Chemical manufacturers would have to produce safety data for their products
A political committee in the US has voted in favour of plans to change the way chemicals are regulated by shifting the burden of proving safety to manufacturers. Under the Safe Chemicals Act of 2011, chemical manufacturers would have to produce safety data for their products. They would submit these data to the Environmental Protection Agency (EPA), which would then make decisions about safe use.
The new legislation – which still has a long way to go before becoming law – bears more than a passing resemblance to the Reach (registration, evaluation, authorisation and restriction of chemicals) rules, which came into force in the EU in 2007.
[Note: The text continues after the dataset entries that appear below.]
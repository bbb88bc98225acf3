//! Playback hub: composition root and control loop
//!
//! The hub owns one engine per catalog source, the video slot, the
//! coordinator, the history sink and the catalogs. It is the only place
//! state changes: a single task selects over
//! - commands from [`HubHandle`]s
//! - engine completions (fade steps, retry timers, preloads)
//! - player lifecycle events
//! - resolved shows
//! - network changes
//! - the progress ticker
//!
//! After every message it drains the engines' outboxes, feeds history
//! marks to the sink and start requests to the coordinator, lets the
//! coordinator reconcile, and republishes events and now-playing.

use crate::backend::{MediaBackend, MediaPlayer, PlayerEvent, PlayerEventSender};
use crate::config::PlaybackConfig;
use crate::coordinator::{Pausable, PlaybackCoordinator, StartDecision};
use crate::engine::PlaybackEngine;
use crate::error::{PlaybackError, Result};
use crate::events::{EngineEvent, HistoryMark, HubEvent};
use crate::history::HistoryBook;
use crate::mailbox::{EngineMessage, Envelope, Mailbox};
use crate::remote::{NowPlaying, RemoteCommand};
use crate::video::{VideoCommand, VideoPlayer, VideoSlot};
use encore_catalog::{CatalogError, ShowCatalog};
use encore_core::{HistorySink, MemoryStore, NetworkState, Playlist, ShowId, SourceId};
use std::collections::{BTreeMap, HashMap};
use std::sync::Arc;
use tokio::sync::{broadcast, mpsc, watch};
use tokio::task::JoinHandle;
use tokio::time::MissedTickBehavior;
use tracing::{debug, info, trace, warn};

const COMMAND_CAPACITY: usize = 64;
const EVENT_CAPACITY: usize = 256;
/// Outbox drain / reconcile passes per dispatch
const MAX_SETTLE_ROUNDS: usize = 8;

/// Commands accepted by the hub
#[derive(Debug)]
pub enum HubCommand {
    /// Resolve a show through the source's catalog, then play it
    PlayShow {
        source: SourceId,
        show: ShowId,
        start_index: usize,
    },

    /// Load an already resolved playlist
    LoadPlaylist {
        source: SourceId,
        playlist: Playlist,
        start_index: usize,
        autoplay: bool,
    },

    Play(SourceId),
    Pause(SourceId),
    TogglePlayPause(SourceId),
    PlayTrack { source: SourceId, index: usize },
    Next(SourceId),
    Previous(SourceId),
    /// Absolute position in seconds
    Seek { source: SourceId, position: f64 },
    /// Manual retry of a failed track
    Retry(SourceId),
    Stop(SourceId),
    PauseActive,
    Remote(RemoteCommand),
    Video(VideoCommand),
    ToggleFavorite(ShowId),
    Shutdown,
}

/// Cloneable handle for talking to a running hub
#[derive(Clone)]
pub struct HubHandle {
    commands: mpsc::Sender<HubCommand>,
    events: broadcast::Sender<HubEvent>,
    now_playing: watch::Receiver<NowPlaying>,
    active: watch::Receiver<Option<SourceId>>,
}

impl HubHandle {
    pub async fn send(&self, command: HubCommand) -> Result<()> {
        self.commands
            .send(command)
            .await
            .map_err(|_| PlaybackError::HubClosed)
    }

    /// Send without waiting for queue space
    pub fn try_send(&self, command: HubCommand) -> Result<()> {
        self.commands
            .try_send(command)
            .map_err(|_| PlaybackError::HubClosed)
    }

    pub async fn play_show(&self, source: SourceId, show: ShowId, start_index: usize) -> Result<()> {
        self.send(HubCommand::PlayShow {
            source,
            show,
            start_index,
        })
        .await
    }

    pub async fn shutdown(&self) -> Result<()> {
        self.send(HubCommand::Shutdown).await
    }

    /// Receive hub events from now on
    pub fn subscribe(&self) -> broadcast::Receiver<HubEvent> {
        self.events.subscribe()
    }

    pub fn now_playing(&self) -> NowPlaying {
        self.now_playing.borrow().clone()
    }

    pub fn watch_now_playing(&self) -> watch::Receiver<NowPlaying> {
        self.now_playing.clone()
    }

    pub fn active_source(&self) -> Option<SourceId> {
        *self.active.borrow()
    }

    pub fn watch_active_source(&self) -> watch::Receiver<Option<SourceId>> {
        self.active.clone()
    }
}

/// Builder wiring engines, players and collaborators into a hub
pub struct HubBuilder<B, P>
where
    B: MediaBackend,
    P: MediaPlayer<Item = B::Item>,
{
    config: PlaybackConfig,
    engines: Vec<(SourceId, Arc<B>, P)>,
    video: VideoSlot,
    catalogs: HashMap<SourceId, Arc<dyn ShowCatalog>>,
    history: Option<Box<dyn HistorySink>>,
    network: Option<watch::Receiver<NetworkState>>,
    player_tx: mpsc::UnboundedSender<(SourceId, PlayerEvent)>,
    player_rx: mpsc::UnboundedReceiver<(SourceId, PlayerEvent)>,
}

impl<B, P> HubBuilder<B, P>
where
    B: MediaBackend,
    P: MediaPlayer<Item = B::Item>,
{
    pub fn new(config: PlaybackConfig) -> Self {
        let (player_tx, player_rx) = mpsc::unbounded_channel();
        Self {
            config,
            engines: Vec::new(),
            video: VideoSlot::empty(),
            catalogs: HashMap::new(),
            history: None,
            network: None,
            player_tx,
            player_rx,
        }
    }

    /// Event sender to hand to the player built for `source`
    pub fn player_events(&self, source: SourceId) -> PlayerEventSender {
        PlayerEventSender::new(source, self.player_tx.clone())
    }

    #[must_use]
    pub fn engine(mut self, source: SourceId, backend: Arc<B>, player: P) -> Self {
        self.engines.push((source, backend, player));
        self
    }

    #[must_use]
    pub fn video(mut self, player: Box<dyn VideoPlayer>) -> Self {
        self.video = VideoSlot::new(player);
        self
    }

    #[must_use]
    pub fn catalog(mut self, source: SourceId, catalog: Arc<dyn ShowCatalog>) -> Self {
        self.catalogs.insert(source, catalog);
        self
    }

    /// Defaults to an in-memory history book
    #[must_use]
    pub fn history(mut self, sink: Box<dyn HistorySink>) -> Self {
        self.history = Some(sink);
        self
    }

    /// Defaults to a fixed usable network
    #[must_use]
    pub fn network(mut self, network: watch::Receiver<NetworkState>) -> Self {
        self.network = Some(network);
        self
    }

    pub fn build(self) -> Result<(PlaybackHub<B, P>, HubHandle)> {
        self.config.validate()?;

        let network = self
            .network
            .unwrap_or_else(|| watch::channel(NetworkState::default()).1);
        let (engine_tx, engine_rx) = mpsc::unbounded_channel();

        let mut engines = BTreeMap::new();
        for (source, backend, player) in self.engines {
            if !source.is_catalog() {
                return Err(PlaybackError::UnknownSource(source));
            }
            if engines.contains_key(&source) {
                return Err(PlaybackError::invalid_config(format!(
                    "engine for {source} registered twice"
                )));
            }
            let engine = PlaybackEngine::new(
                source,
                self.config.clone(),
                backend,
                player,
                Mailbox::new(source, engine_tx.clone()),
                network.clone(),
            );
            engines.insert(source, engine);
        }

        let history = self.history.unwrap_or_else(|| {
            Box::new(HistoryBook::load(MemoryStore::new(), self.config.history_size))
        });

        let coordinator = PlaybackCoordinator::new();
        let (commands_tx, commands_rx) = mpsc::channel(COMMAND_CAPACITY);
        let (events_tx, _) = broadcast::channel(EVENT_CAPACITY);
        let (now_playing_tx, now_playing_rx) = watch::channel(NowPlaying::idle());
        let (resolved_tx, resolved_rx) = mpsc::unbounded_channel();

        let handle = HubHandle {
            commands: commands_tx,
            events: events_tx.clone(),
            now_playing: now_playing_rx,
            active: coordinator.subscribe(),
        };

        let last_network = *network.borrow();
        let hub = PlaybackHub {
            config: self.config,
            engines,
            video: self.video,
            coordinator,
            history,
            catalogs: self.catalogs,
            network,
            last_network,
            last_active: None,
            commands: commands_rx,
            engine_rx,
            player_rx: self.player_rx,
            resolved_tx,
            resolved_rx,
            show_tickets: HashMap::new(),
            events: events_tx,
            now_playing: now_playing_tx,
        };
        Ok((hub, handle))
    }
}

/// Outcome of a background catalog lookup
struct ResolvedShow {
    source: SourceId,
    show: ShowId,
    start_index: usize,
    ticket: u64,
    result: std::result::Result<Playlist, CatalogError>,
}

/// The playback control loop
pub struct PlaybackHub<B, P>
where
    B: MediaBackend,
    P: MediaPlayer<Item = B::Item>,
{
    config: PlaybackConfig,
    engines: BTreeMap<SourceId, PlaybackEngine<B, P>>,
    video: VideoSlot,
    coordinator: PlaybackCoordinator,
    history: Box<dyn HistorySink>,
    catalogs: HashMap<SourceId, Arc<dyn ShowCatalog>>,
    network: watch::Receiver<NetworkState>,
    last_network: NetworkState,
    last_active: Option<SourceId>,
    commands: mpsc::Receiver<HubCommand>,
    engine_rx: mpsc::UnboundedReceiver<Envelope<B::Item>>,
    player_rx: mpsc::UnboundedReceiver<(SourceId, PlayerEvent)>,
    resolved_tx: mpsc::UnboundedSender<ResolvedShow>,
    resolved_rx: mpsc::UnboundedReceiver<ResolvedShow>,
    /// Latest show request per source; older resolutions are dropped
    show_tickets: HashMap<SourceId, u64>,
    events: broadcast::Sender<HubEvent>,
    now_playing: watch::Sender<NowPlaying>,
}

/// Borrow every source as a `Pausable`, engines first, video last
fn pausables<'a, B, P>(
    engines: &'a mut BTreeMap<SourceId, PlaybackEngine<B, P>>,
    video: &'a mut VideoSlot,
) -> Vec<&'a mut dyn Pausable>
where
    B: MediaBackend,
    P: MediaPlayer<Item = B::Item>,
{
    let mut sources: Vec<&'a mut dyn Pausable> = engines
        .values_mut()
        .map(|engine| engine as &mut dyn Pausable)
        .collect();
    sources.push(video);
    sources
}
In the US, toxic chemicals are currently regulated by the Toxic Substances Control Act of 1976, under which chemical products are effectively considered safe until found to be otherwise: the EPA can only call for safety testing after evidence surfaces that demonstrates a chemical is dangerous. Consumer groups have argued that this means only a tiny fraction of chemicals used in the US have been tested for safety.
The American Chemical Council, which represents the interests of the chemical industry in the US, described the bill as ‘fundamentally flawed in many critical areas’. The organisation said that it would lead to an ‘unworkable’ safety standard, drain government resources, increase the time for new chemicals to reach the market and undermine the protection offered by trade secrets.’